ASSIGNMENT
The lines to extract run from the first line of the entries through the line that contains "its own marker"; reproduce exactly those lines and no others.

DATA FOR THE TASK
//! Parallel worker synchronisation
//!
//! Parallel workers share a directory. Worker 1 (the primary) runs the
//! setup and publishes the serialized test context there; the other
//! workers wait for it. At the end each non-primary worker leaves a done
//! marker so the primary only tears the node down once everyone finished.
//!
//! Files in the sync directory:
//!
//! - `context.json`: the context bytes, written via rename
//! - `setup.failed`: the primary's setup error message
//! - `worker-<n>.done`: worker `n` finished its specs

use crate::error::HarnessError;
use crate::Result;
use anyhow::Context;
use std::path::{Path, PathBuf};
use std::time::{Duration, Instant};
use tracing::{debug, info};

const CONTEXT_FILE: &str = "context.json";
const FAILED_FILE: &str = "setup.failed";
const DEFAULT_POLL_INTERVAL: Duration = Duration::from_millis(200);

pub struct WorkerSync {
    dir: PathBuf,
    node: usize,
    total: usize,
    poll: Duration,
}

impl WorkerSync {
    /// `node` is 1-based
    pub fn new(dir: impl Into<PathBuf>, node: usize, total: usize) -> Self {
        Self {
            dir: dir.into(),
            node,
            total,
            poll: DEFAULT_POLL_INTERVAL,
        }
    }

    pub fn with_poll_interval(mut self, poll: Duration) -> Self {
        self.poll = poll;
        self
    }

    pub fn is_primary(&self) -> bool {
        self.node == 1
    }

    pub fn dir(&self) -> &Path {
        &self.dir
    }

    fn done_marker(&self, node: usize) -> PathBuf {
        self.dir.join(format!("worker-{}.done", node))
    }

    /// Create the directory and clear what a previous run left behind
    ///
    /// The done markers go last: a worker that still sees its own marker
    /// knows the context next to it is stale.
    pub fn reset(&self) -> Result<()> {
        std::fs::create_dir_all(&self.dir)
            .with_context(|| format!("Failed to create sync directory {}", self.dir.display()))?;

        let stale = [self.dir.join(CONTEXT_FILE), self.dir.join(FAILED_FILE)]
            .into_iter()
            .chain((2..=self.total).map(|n| self.done_marker(n)));
        for path in stale {
            match std::fs::remove_file(&path) {
                Ok(()) => debug!("removed stale {}", path.display()),
                Err(e) if e.kind() == std::io::ErrorKind::NotFound => {}
                Err(e) => return Err(e).with_context(|| format!("Failed to remove {}", path.display())),
            }
        }
        Ok(())
    }

    /// Publish the context bytes to the other workers
    pub fn publish(&self, context: &[u8]) -> Result<()> {
        let tmp = self.dir.join(format!("{}.tmp", CONTEXT_FILE));
        std::fs::write(&tmp, context).with_context(|| format!("Failed to write {}", tmp.display()))?;
        std::fs::rename(&tmp, self.dir.join(CONTEXT_FILE)).context("Failed to publish test context")?;
        info!(workers = self.total, "published test context");
        Ok(())
    }

    /// Tell the other workers that setup failed
    pub fn publish_failure(&self, message: &str) -> Result<()> {
        let path = self.dir.join(FAILED_FILE);
        std::fs::write(&path, message).with_context(|| format!("Failed to write {}", path.display()))
    }

    /// Wait for the primary's context bytes
    ///
    /// Fails with [`HarnessError::SetupAborted`] when the primary reported a
    /// setup failure. Files left by a previous run are ignored until the
    /// primary has cleared them.
    pub fn wait_for_context(&self, timeout: Duration) -> Result<Vec<u8>> {
        let context_path = self.dir.join(CONTEXT_FILE);
        let failed_path = self.dir.join(FAILED_FILE);
        let own_marker = self.done_marker(self.node);
        let deadline = Instant::now() + timeout;

        info!(node = self.node, "waiting for the primary worker to finish setup");
        let mut stale_logged = false;
        loop {
            if own_marker.exists() {
                if !stale_logged {
                    info!("sync directory holds a previous run, waiting for the primary to reset it");
                    stale_logged = true;
                }
            } else if failed_path.exists() {
                let message = std::fs::read_to_string(&failed_path).unwrap_or_default();
                return Err(HarnessError::SetupAborted(message.trim().to_string()).into());
            } else if context_path.exists() {
                return std::fs::read(&context_path)
                    .with_context(|| format!("Failed to read {}", context_path.display()));
            }
            if Instant::now() >= deadline {
                anyhow::bail!("timed out after {:?} waiting for the primary worker's setup", timeout);
            }
            std::thread::sleep(self.poll);
        }
    }

    /// Mark this worker as finished
    pub fn mark_done(&self) -> Result<()> {
        let path = self.done_marker(self.node);
        std::fs::write(&path, b"").with_context(|| format!("Failed to write {}", path.display()))
    }

    /// Wait until every other worker has marked itself done
    pub fn wait_for_workers(&self, timeout: Duration) -> Result<()> {
        let deadline = Instant::now() + timeout;
        loop {
            let pending: Vec<usize> = (2..=self.total)
                .filter(|&n| !self.done_marker(n).exists())
                .collect();
            if pending.is_empty() {
                return Ok(());
            }
            if Instant::now() >= deadline {
                anyhow::bail!("workers {:?} did not finish within {:?}", pending, timeout);
            }
            std::thread::sleep(self.poll);
        }
    }
}
//! Process helpers for long-running children

use anyhow::{Context, Result};
use std::net::{SocketAddr, TcpStream, ToSocketAddrs};
use std::process::{Child, ExitStatus};
use std::sync::atomic::{AtomicBool, Ordering};
use std::time::{Duration, Instant};
use tracing::debug;

const PORT_POLL_INTERVAL: Duration = Duration::from_millis(100);
const CONNECT_TIMEOUT: Duration = Duration::from_millis(500);
const EXIT_POLL_INTERVAL: Duration = Duration::from_millis(50);

/// Wait until `addr` accepts TCP connections
///
/// When `child` is given and exits first, fails right away instead of
/// waiting out the timeout. Setting `cancel` also ends the wait with an
/// error.
pub fn wait_for_port(
    addr: &str,
    timeout: Duration,
    mut child: Option<&mut Child>,
    cancel: Option<&AtomicBool>,
) -> Result<()> {
    let addrs: Vec<SocketAddr> = addr
        .to_socket_addrs()
        .with_context(|| format!("Invalid health address: {}", addr))?
        .collect();
    if addrs.is_empty() {
        anyhow::bail!("Health address {} did not resolve", addr);
    }

    let deadline = Instant::now() + timeout;
    loop {
        if addrs
            .iter()
            .any(|a| TcpStream::connect_timeout(a, CONNECT_TIMEOUT).is_ok())
        {
            debug!(addr, "port is accepting connections");
            return Ok(());
        }

        if let Some(child) = child.as_deref_mut() {
            if let Some(status) = child.try_wait()? {
                anyhow::bail!("process exited with {} before {} was reachable", status, addr);
            }
        }

        if cancel.map_or(false, |c| c.load(Ordering::SeqCst)) {
            anyhow::bail!("cancelled while waiting for {}", addr);
        }

        if Instant::now() >= deadline {
            anyhow::bail!("{} not reachable after {:?}", addr, timeout);
        }
        std::thread::sleep(PORT_POLL_INTERVAL);
    }
}

/// Stop a child: SIGTERM, then SIGKILL once `grace` has passed
pub fn terminate(child: &mut Child, grace: Duration) -> Result<ExitStatus> {
    if let Some(status) = child.try_wait()? {
        debug!(pid = child.id(), "process already exited with {}", status);
        return Ok(status);
    }

    let rc = unsafe { libc::kill(child.id() as libc::pid_t, libc::SIGTERM) };
    if rc != 0 {
        let err = std::io::Error::last_os_error();
        // Exited between try_wait and kill
        if err.raw_os_error() != Some(libc::ESRCH) {
            return Err(err).with_context(|| format!("Failed to send SIGTERM to {}", child.id()));
        }
    }

    let deadline = Instant::now() + grace;
    while Instant::now() < deadline {
        if let Some(status) = child.try_wait()? {
            return Ok(status);
        }
        std::thread::sleep(EXIT_POLL_INTERVAL);
    }

    debug!(pid = child.id(), "still running after {:?}, force killing", grace);
    child.kill()?;
    Ok(child.wait()?)
}
#[cfg(test)]
mod tests {
    use super::*;
    use crate::config::SpecCommand;
    use runner::SpecStatus;
    use crate::error::HarnessError;
    use crate::exec::mock::MockRunner;
    use crate::mode::SYSTEM_VALIDATE_FLAG;
    use async_trait::async_trait;
    use clap::Parser;
    use k8s_openapi::api::core::v1::{Node, NodeCondition, NodeStatus};
    use k8s_openapi::apimachinery::pkg::apis::meta::v1::ObjectMeta;
    use std::os::unix::fs::PermissionsExt;
    use tempfile::TempDir;

    struct ReadyLister;

    #[async_trait]
    impl NodeLister for ReadyLister {
        async fn list_nodes(&self) -> Result<Option<Vec<Node>>> {
            Ok(Some(vec![Node {
                metadata: ObjectMeta {
                    name: Some("node-1".to_string()),
                    ..Default::default()
                },
                status: Some(NodeStatus {
                    conditions: Some(vec![NodeCondition {
                        type_: "Ready".to_string(),
                        status: "True".to_string(),
                        ..Default::default()
                    }]),
                    ..Default::default()
                }),
                ..Default::default()
            }]))
        }
    }

    fn cli(args: &[&str]) -> Cli {
        Cli::try_parse_from(std::iter::once("node-e2e").chain(args.iter().copied())).unwrap()
    }

    fn fake_harness(dir: &TempDir) -> PathBuf {
        let path = dir.path().join("fake-harness");
        std::fs::write(&path, "#!/bin/sh\nexec sleep 30\n").unwrap();
        std::fs::set_permissions(&path, std::fs::Permissions::from_mode(0o755)).unwrap();
        path
    }

    fn suite(dir: &TempDir, args: &[&str], runner: &MockRunner) -> SuiteContext {
        let cli = cli(args);
        let mut config = HarnessConfig::default();
        config.services.clear();
        let parent_args = args.iter().map(OsString::from).collect();

        SuiteContext::new(&cli, config, Arc::new(runner.clone()))
            .unwrap()
            .with_exe(fake_harness(dir), parent_args)
            .with_os_release(dir.path().join("os-release"))
            .with_node_lister(Box::new(ReadyLister))
    }

    #[tokio::test]
    async fn test_setup_runs_validation_then_masks_on_coreos() {
        let dir = TempDir::new().unwrap();
        std::fs::write(dir.path().join("os-release"), "ID=coreos\n").unwrap();
        let runner = MockRunner::new();
        let args = ["--prepull-images=false", "--start-services=false", "--node-name", "n1"];
        let mut suite = suite(&dir, &args, &runner);

        let bytes = suite.setup().await.unwrap();
        let context = NodeTestContext::from_bytes(&bytes).unwrap();
        assert_eq!(context.node_name, "n1");

        let calls = runner.calls();
        assert_eq!(calls.len(), 2);
        assert_eq!(calls[0].args[0], OsString::from(SYSTEM_VALIDATE_FLAG));
        assert_eq!(calls[0].args.len(), args.len() + 1);
        assert_eq!(calls[1].to_string(), "systemctl mask --now locksmithd");
    }

    #[tokio::test]
    async fn test_setup_resolves_hostname_and_prepulls() {
        let dir = TempDir::new().unwrap();
        let runner = MockRunner::new();
        let mut suite = suite(&dir, &["--start-services=false"], &runner);

        suite.setup().await.unwrap();
        assert!(!suite.node.node_name.is_empty());
        // validation plus one pull per default image, no mask without os-release
        let images = suite.config().images.list.len();
        assert_eq!(runner.call_count(), 1 + images);
        assert_eq!(runner.count_program("docker"), images);
    }

    #[tokio::test]
    async fn test_validation_failure_aborts_setup() {
        let dir = TempDir::new().unwrap();
        std::fs::write(dir.path().join("os-release"), "ID=coreos\n").unwrap();
        let runner = MockRunner::new();
        runner.push_exit(1, "KERNEL_VERSION: 2.6.32 (FAIL)\n");
        let mut suite = suite(&dir, &["--node-name", "n1"], &runner);

        let err = suite.setup().await.unwrap_err();
        assert!(matches!(err.downcast_ref::<HarnessError>(), Some(HarnessError::ValidationFailed(_))));
        assert_eq!(runner.call_count(), 1, "nothing runs after a failed validation");
        assert!(!suite.services_running());
    }

    #[tokio::test]
    async fn test_teardown_stops_services_when_asked() {
        let dir = TempDir::new().unwrap();
        let runner = MockRunner::new();
        let mut suite = suite(&dir, &["--prepull-images=false", "--node-name", "n1"], &runner);

        suite.setup().await.unwrap();
        assert!(suite.services_running());

        suite.teardown().unwrap();
        assert!(!suite.services_running());
    }

    #[tokio::test]
    async fn test_teardown_leaves_services_without_stop() {
        let dir = TempDir::new().unwrap();
        let runner = MockRunner::new();
        let mut suite = suite(
            &dir,
            &["--prepull-images=false", "--stop-services=false", "--node-name", "n1"],
            &runner,
        );

        suite.setup().await.unwrap();
        suite.teardown().unwrap();
        assert!(suite.services_running());

        suite.services.take().unwrap().stop().unwrap();
    }

    #[test]
    fn test_teardown_without_start_is_noop() {
        let dir = TempDir::new().unwrap();
        let runner = MockRunner::new();
        let mut suite = suite(&dir, &["--start-services=false"], &runner);

        suite.teardown().unwrap();
        assert!(!suite.services_running());
        assert_eq!(runner.call_count(), 0);
    }

    #[test]
    fn test_non_primary_adopts_published_context() {
        let dir = TempDir::new().unwrap();
        let sync_dir = dir.path().join("sync");
        let runner = MockRunner::new();
        let runtime = tokio::runtime::Runtime::new().unwrap();

        let primary_sync = WorkerSync::new(&sync_dir, 1, 2);
        let mut primary = suite(&dir, &["--prepull-images=false", "--start-services=false", "--node-name", "n1"], &runner);
        synchronized_setup(&runtime, &mut primary, Some(&primary_sync)).unwrap();

        let worker_sync = WorkerSync::new(&sync_dir, 2, 2);
        let mut worker = suite(&dir, &["--start-services=false"], &runner);
        synchronized_setup(&runtime, &mut worker, Some(&worker_sync)).unwrap();

        assert_eq!(worker.node, primary.node);
        assert_eq!(runner.call_count(), 1, "only the primary validates the system");
    }

    #[test]
    fn test_setup_failure_reaches_other_workers() {
        let dir = TempDir::new().unwrap();
        let sync_dir = dir.path().join("sync");
        let runner = MockRunner::new();
        runner.push_exit(1, "");
        let runtime = tokio::runtime::Runtime::new().unwrap();

        let mut primary = suite(&dir, &["--node-name", "n1"], &runner);
        assert!(synchronized_setup(&runtime, &mut primary, Some(&WorkerSync::new(&sync_dir, 1, 2))).is_err());

        let mut worker = suite(&dir, &[], &runner);
        let err = synchronized_setup(&runtime, &mut worker, Some(&WorkerSync::new(&sync_dir, 2, 2))).unwrap_err();
        assert!(matches!(err.downcast_ref::<HarnessError>(), Some(HarnessError::SetupAborted(_))));
    }

    /// One spec and a context directory the spec runner cannot write to
    fn unrunnable_specs(suite: SuiteContext, dir: &TempDir) -> SuiteContext {
        let mut suite = suite.with_context_dir(dir.path().join("missing").join("context"));
        suite.config.runner.specs = vec![SpecCommand {
            name: "kubelet".to_string(),
            command: vec!["true".to_string()],
        }];
        suite
    }

    #[test]
    fn test_spec_runner_failure_still_marks_worker_done() {
        let dir = TempDir::new().unwrap();
        let sync_dir = dir.path().join("sync");
        let runner = MockRunner::new();
        let runtime = tokio::runtime::Runtime::new().unwrap();

        let primary_sync = WorkerSync::new(&sync_dir, 1, 2);
        let mut primary = suite(&dir, &["--prepull-images=false", "--start-services=false", "--node-name", "n1"], &runner);
        synchronized_setup(&runtime, &mut primary, Some(&primary_sync)).unwrap();

        let args = ["--start-services=false"];
        let mut worker = unrunnable_specs(suite(&dir, &args, &runner), &dir);
        let (report, err) = run_worker(&runtime, &mut worker, Some(&WorkerSync::new(&sync_dir, 2, 2)), &cli(&args), 7);

        assert!(format!("{:#}", err.unwrap()).contains("context file"));
        assert_eq!(report.outcomes.len(), 2);
        assert_eq!(report.outcomes[0].name, SPECS_SETUP_NAME);
        assert_eq!(report.outcomes[0].status, SpecStatus::Failed);
        assert_eq!(report.outcomes[1].status, SpecStatus::Skipped);
        primary_sync.wait_for_workers(Duration::from_secs(1)).unwrap();
    }

    #[test]
    fn test_spec_runner_failure_still_stops_services() {
        let dir = TempDir::new().unwrap();
        let runner = MockRunner::new();
        let runtime = tokio::runtime::Runtime::new().unwrap();
        let args = ["--prepull-images=false", "--node-name", "n1"];

        let mut primary = unrunnable_specs(suite(&dir, &args, &runner), &dir);
        let (report, err) = run_worker(&runtime, &mut primary, None, &cli(&args), 7);

        assert!(err.is_some());
        assert!(!report.passed());
        assert!(primary.services.is_some(), "services were started by setup");
        assert!(!primary.services_running());
    }
}
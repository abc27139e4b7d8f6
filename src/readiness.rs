//! Node readiness polling
//!
//! After the services are up the suite waits until the API server reports
//! the node under test as Ready. The poller lists nodes at a fixed interval:
//!
//! - no nodes (or no list at all): keep waiting
//! - exactly one node, Ready=True: done
//! - exactly one node, not Ready: keep waiting
//! - more than one node: fail immediately, the node tests assume a
//!   single-node cluster
//!
//! A failed list call also fails immediately. Exceeding the timeout fails
//! with the last reason the node was not ready.

use crate::config::NodeTestContext;
use crate::error::HarnessError;
use anyhow::{Context, Result};
use async_trait::async_trait;
use k8s_openapi::api::core::v1::Node;
use kube::api::{Api, ListParams};
use kube::config::{KubeConfigOptions, Kubeconfig};
use kube::{Client, Config};
use std::time::Duration;
use tokio::time::Instant;
use tracing::{debug, info};

/// Source of node lists
#[async_trait]
pub trait NodeLister: Send + Sync {
    /// List all nodes; `None` stands for a missing list
    async fn list_nodes(&self) -> Result<Option<Vec<Node>>>;
}

/// Lists nodes through the cluster API
pub struct KubeNodeLister {
    client: Client,
}

impl KubeNodeLister {
    pub fn new(client: Client) -> Self {
        Self { client }
    }

    /// Build a client from the context's kubeconfig, or its API server URL
    pub async fn from_context(ctx: &NodeTestContext) -> Result<Self> {
        let config = match ctx.kubeconfig {
            Some(ref path) => {
                let kubeconfig = Kubeconfig::read_from(path)
                    .with_context(|| format!("Failed to read kubeconfig {}", path.display()))?;
                Config::from_custom_kubeconfig(kubeconfig, &KubeConfigOptions::default())
                    .await
                    .context("Failed to load kubeconfig")?
            }
            None => {
                let url = ctx
                    .api_server
                    .parse()
                    .with_context(|| format!("Invalid API server URL: {}", ctx.api_server))?;
                Config::new(url)
            }
        };

        let client = Client::try_from(config).context("Failed to create cluster client")?;
        Ok(Self::new(client))
    }
}

#[async_trait]
impl NodeLister for KubeNodeLister {
    async fn list_nodes(&self) -> Result<Option<Vec<Node>>> {
        let api: Api<Node> = Api::all(self.client.clone());
        let nodes = api
            .list(&ListParams::default())
            .await
            .context("Failed to list nodes")?;
        Ok(Some(nodes.items))
    }
}

/// Check if a node has the Ready condition set to True.
pub fn is_node_ready(node: &Node) -> bool {
    node.status
        .as_ref()
        .and_then(|s| s.conditions.as_ref())
        .map(|conds| conds.iter().any(|c| c.type_ == "Ready" && c.status == "True"))
        .unwrap_or(false)
}

fn node_name(node: &Node) -> String {
    node.metadata.name.clone().unwrap_or_else(|| "<unnamed>".to_string())
}

/// Poller state after one observation
#[derive(Debug, Clone, PartialEq, Eq)]
pub enum PollState {
    /// Not ready yet, with the reason
    Waiting(String),
    /// The single node is Ready
    Ready(String),
}

/// Decide the poller state from one node list
pub fn observe(nodes: Option<Vec<Node>>) -> std::result::Result<PollState, HarnessError> {
    let nodes = match nodes {
        Some(nodes) => nodes,
        None => return Ok(PollState::Waiting("the node list is nil".to_string())),
    };

    if nodes.len() > 1 {
        return Err(HarnessError::MultipleNodes {
            count: nodes.len(),
            names: nodes.iter().map(node_name).collect(),
        });
    }

    match nodes.first() {
        None => Ok(PollState::Waiting("empty node list".to_string())),
        Some(node) if is_node_ready(node) => Ok(PollState::Ready(node_name(node))),
        Some(node) => Ok(PollState::Waiting(format!("node {} is not ready", node_name(node)))),
    }
}

/// Wait until the single node reports Ready
///
/// Checks immediately, then every `interval`. The last check happens at the
/// deadline. Returns the node name.
pub async fn wait_for_node_ready(
    lister: &dyn NodeLister,
    timeout: Duration,
    interval: Duration,
) -> Result<String> {
    let deadline = Instant::now() + timeout;
    let mut attempts = 0u32;

    loop {
        attempts += 1;
        let nodes = lister.list_nodes().await?;

        let reason = match observe(nodes)? {
            PollState::Ready(name) => {
                info!(node = %name, attempts, "node is ready");
                return Ok(name);
            }
            PollState::Waiting(reason) => reason,
        };
        debug!(attempts, "waiting for node: {}", reason);

        let now = Instant::now();
        if now >= deadline {
            return Err(HarnessError::NodeReadyTimeout { timeout, last: reason }.into());
        }
        tokio::time::sleep(interval.min(deadline - now)).await;
    }
}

ANSWER SECTION
//! Parallel worker synchronisation
//!
//! Parallel workers share a directory. Worker 1 (the primary) runs the
//! setup and publishes the serialized test context there; the other
//! workers wait for it. At the end each non-primary worker leaves a done
//! marker so the primary only tears the node down once everyone finished.
//!
//! Files in the sync directory:
//!
//! - `context.json`: the context bytes, written via rename
//! - `setup.failed`: the primary's setup error message
//! - `worker-<n>.done`: worker `n` finished its specs

use crate::error::HarnessError;
use crate::Result;
use anyhow::Context;
use std::path::{Path, PathBuf};
use std::time::{Duration, Instant};
use tracing::{debug, info};

const CONTEXT_FILE: &str = "context.json";
const FAILED_FILE: &str = "setup.failed";
const DEFAULT_POLL_INTERVAL: Duration = Duration::from_millis(200);

pub struct WorkerSync {
    dir: PathBuf,
    node: usize,
    total: usize,
    poll: Duration,
}

impl WorkerSync {
    /// `node` is 1-based
    pub fn new(dir: impl Into<PathBuf>, node: usize, total: usize) -> Self {
        Self {
            dir: dir.into(),
            node,
            total,
            poll: DEFAULT_POLL_INTERVAL,
        }
    }

    pub fn with_poll_interval(mut self, poll: Duration) -> Self {
        self.poll = poll;
        self
    }

    pub fn is_primary(&self) -> bool {
        self.node == 1
    }

    pub fn dir(&self) -> &Path {
        &self.dir
    }

    fn done_marker(&self, node: usize) -> PathBuf {
        self.dir.join(format!("worker-{}.done", node))
    }

    /// Create the directory and clear what a previous run left behind
    ///
    /// The done markers go last: a worker that still sees its own marker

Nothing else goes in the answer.